• [Study material]:
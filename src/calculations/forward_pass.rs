use crate::activity::Activity;
use crate::graph::activity_dag::ActivityDag;
use crate::schedule::ScheduleError;
use chrono::{Days, NaiveDate};
use std::collections::HashMap;

/// Earliest start/finish by propagating predecessor finishes in topological order.
///
/// Durations are plain calendar days; weekends and holidays are not skipped.
pub struct ForwardPass<'a> {
    activities: &'a [Activity],
    dag: &'a ActivityDag,
    fallback_start: Option<NaiveDate>,
}

impl<'a> ForwardPass<'a> {
    /// `fallback_start` anchors activities that have neither resolvable
    /// predecessors nor an explicit start; `None` makes such activities an error.
    pub fn new(
        activities: &'a [Activity],
        dag: &'a ActivityDag,
        fallback_start: Option<NaiveDate>,
    ) -> Self {
        Self {
            activities,
            dag,
            fallback_start,
        }
    }

    pub fn execute(&self) -> Result<HashMap<i32, (NaiveDate, NaiveDate)>, ScheduleError> {
        let by_id: HashMap<i32, &Activity> = self.activities.iter().map(|a| (a.id, a)).collect();
        let order = self.dag.topological_order()?;

        let mut results: HashMap<i32, (NaiveDate, NaiveDate)> = HashMap::with_capacity(order.len());
        for activity_id in order {
            let Some(activity) = by_id.get(&activity_id) else {
                continue;
            };

            // Topological order guarantees every predecessor is already resolved.
            let latest_pred_finish = self
                .dag
                .predecessors(activity_id)
                .iter()
                .filter_map(|pred_id| results.get(pred_id).map(|(_, finish)| *finish))
                .max();

            let early_start = match latest_pred_finish {
                Some(finish) => finish,
                None => activity
                    .explicit_start_date
                    .or(self.fallback_start)
                    .ok_or(ScheduleError::MissingStartDate { id: activity_id })?,
            };

            let duration = u64::try_from(activity.duration_days).map_err(|_| {
                ScheduleError::InvalidDuration {
                    id: activity_id,
                    duration_days: activity.duration_days,
                }
            })?;
            let early_finish = early_start
                .checked_add_days(Days::new(duration))
                .ok_or(ScheduleError::DateOverflow { id: activity_id })?;

            results.insert(activity_id, (early_start, early_finish));
        }

        Ok(results)
    }
}

#[cfg(test)]
mod tests {
    use super::*;

    fn d(y: i32, m: u32, d: u32) -> NaiveDate {
        NaiveDate::from_ymd_opt(y, m, d).unwrap()
    }

    #[test]
    fn join_takes_latest_predecessor_finish() {
        let activities = vec![
            Activity::new(1, "Slab", 3).with_start_date(d(2025, 5, 5)),
            Activity::new(2, "Steel", 7).with_start_date(d(2025, 5, 1)),
            Activity::new(3, "Erect", 2).with_predecessors([1, 2]),
        ];
        let dag = ActivityDag::build(&activities);
        let results = ForwardPass::new(&activities, &dag, None).execute().unwrap();
        assert_eq!(results[&1], (d(2025, 5, 5), d(2025, 5, 8)));
        assert_eq!(results[&2], (d(2025, 5, 1), d(2025, 5, 8)));
        assert_eq!(results[&3], (d(2025, 5, 8), d(2025, 5, 10)));
    }

    #[test]
    fn explicit_start_is_ignored_when_predecessors_resolve() {
        let activities = vec![
            Activity::new(1, "A", 2).with_start_date(d(2025, 1, 1)),
            Activity::new(2, "B", 1)
                .with_predecessors([1])
                .with_start_date(d(2024, 6, 1)),
        ];
        let dag = ActivityDag::build(&activities);
        let results = ForwardPass::new(&activities, &dag, None).execute().unwrap();
        assert_eq!(results[&2].0, d(2025, 1, 3));
    }

    #[test]
    fn only_dangling_predecessors_fall_back_to_anchor() {
        let activities = vec![Activity::new(9, "Orphan", 4).with_predecessors([404])];
        let dag = ActivityDag::build(&activities);
        let results = ForwardPass::new(&activities, &dag, Some(d(2025, 2, 1)))
            .execute()
            .unwrap();
        assert_eq!(results[&9], (d(2025, 2, 1), d(2025, 2, 5)));
    }

    #[test]
    fn unanchored_root_without_fallback_is_an_error() {
        let activities = vec![Activity::new(1, "A", 1)];
        let dag = ActivityDag::build(&activities);
        let err = ForwardPass::new(&activities, &dag, None).execute().unwrap_err();
        assert!(matches!(err, ScheduleError::MissingStartDate { id: 1 }));
    }
}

• [Task brief]: Repeat all of the data exactly. Include every line.

• [Answer to this task]:
filename src/calculations/forward_pass.rs
use crate::activity::Activity;
use crate::graph::activity_dag::ActivityDag;
use crate::schedule::ScheduleError;
use chrono::{Days, NaiveDate};
use std::collections::HashMap;

/// Earliest start/finish by propagating predecessor finishes in topological order.
///
/// Durations are plain calendar days; weekends and holidays are not skipped.
pub struct ForwardPass<'a> {
    activities: &'a [Activity],
    dag: &'a ActivityDag,
    fallback_start: Option<NaiveDate>,
}

impl<'a> ForwardPass<'a> {
    /// `fallback_start` anchors activities that have neither resolvable
    /// predecessors nor an explicit start; `None` makes such activities an error.
    pub fn new(
        activities: &'a [Activity],
        dag: &'a ActivityDag,
        fallback_start: Option<NaiveDate>,
    ) -> Self {
        Self {
            activities,
            dag,
            fallback_start,
        }
    }

    pub fn execute(&self) -> Result<HashMap<i32, (NaiveDate, NaiveDate)>, ScheduleError> {
        let by_id: HashMap<i32, &Activity> = self.activities.iter().map(|a| (a.id, a)).collect();
        let order = self.dag.topological_order()?;

        let mut results: HashMap<i32, (NaiveDate, NaiveDate)> = HashMap::with_capacity(order.len());
        for activity_id in order {
            let Some(activity) = by_id.get(&activity_id) else {
                continue;
            };

            // Topological order guarantees every predecessor is already resolved.
            let latest_pred_finish = self
                .dag
                .predecessors(activity_id)
                .iter()
                .filter_map(|pred_id| results.get(pred_id).map(|(_, finish)| *finish))
                .max();

            let early_start = match latest_pred_finish {
                Some(finish) => finish,
                None => activity
                    .explicit_start_date
                    .or(self.fallback_start)
                    .ok_or(ScheduleError::MissingStartDate { id: activity_id })?,
            };

            let duration = u64::try_from(activity.duration_days).map_err(|_| {
                ScheduleError::InvalidDuration {
                    id: activity_id,
                    duration_days: activity.duration_days,
                }
            })?;
            let early_finish = early_start
                .checked_add_days(Days::new(duration))
                .ok_or(ScheduleError::DateOverflow { id: activity_id })?;

            results.insert(activity_id, (early_start, early_finish));
        }

        Ok(results)
    }
}

#[cfg(test)]
mod tests {
    use super::*;

    fn d(y: i32, m: u32, d: u32) -> NaiveDate {
        NaiveDate::from_ymd_opt(y, m, d).unwrap()
    }

    #[test]
    fn join_takes_latest_predecessor_finish() {
        let activities = vec![
            Activity::new(1, "Slab", 3).with_start_date(d(2025, 5, 5)),
            Activity::new(2, "Steel", 7).with_start_date(d(2025, 5, 1)),
            Activity::new(3, "Erect", 2).with_predecessors([1, 2]),
        ];
        let dag = ActivityDag::build(&activities);
        let results = ForwardPass::new(&activities, &dag, None).execute().unwrap();
        assert_eq!(results[&1], (d(2025, 5, 5), d(2025, 5, 8)));
        assert_eq!(results[&2], (d(2025, 5, 1), d(2025, 5, 8)));
        assert_eq!(results[&3], (d(2025, 5, 8), d(2025, 5, 10)));
    }

    #[test]
    fn explicit_start_is_ignored_when_predecessors_resolve() {
        let activities = vec![
            Activity::new(1, "A", 2).with_start_date(d(2025, 1, 1)),
            Activity::new(2, "B", 1)
                .with_predecessors([1])
                .with_start_date(d(2024, 6, 1)),
        ];
        let dag = ActivityDag::build(&activities);
        let results = ForwardPass::new(&activities, &dag, None).execute().unwrap();
        assert_eq!(results[&2].0, d(2025, 1, 3));
    }

    #[test]
    fn only_dangling_predecessors_fall_back_to_anchor() {
        let activities = vec![Activity::new(9, "Orphan", 4).with_predecessors([404])];
        let dag = ActivityDag::build(&activities);
        let results = ForwardPass::new(&activities, &dag, Some(d(2025, 2, 1)))
            .execute()
            .unwrap();
        assert_eq!(results[&9], (d(2025, 2, 1), d(2025, 2, 5)));
    }

    #[test]
    fn unanchored_root_without_fallback_is_an_error() {
        let activities = vec![Activity::new(1, "A", 1)];
        let dag = ActivityDag::build(&activities);
        let err = ForwardPass::new(&activities, &dag, None).execute().unwrap_err();
        assert!(matches!(err, ScheduleError::MissingStartDate { id: 1 }));
    }
}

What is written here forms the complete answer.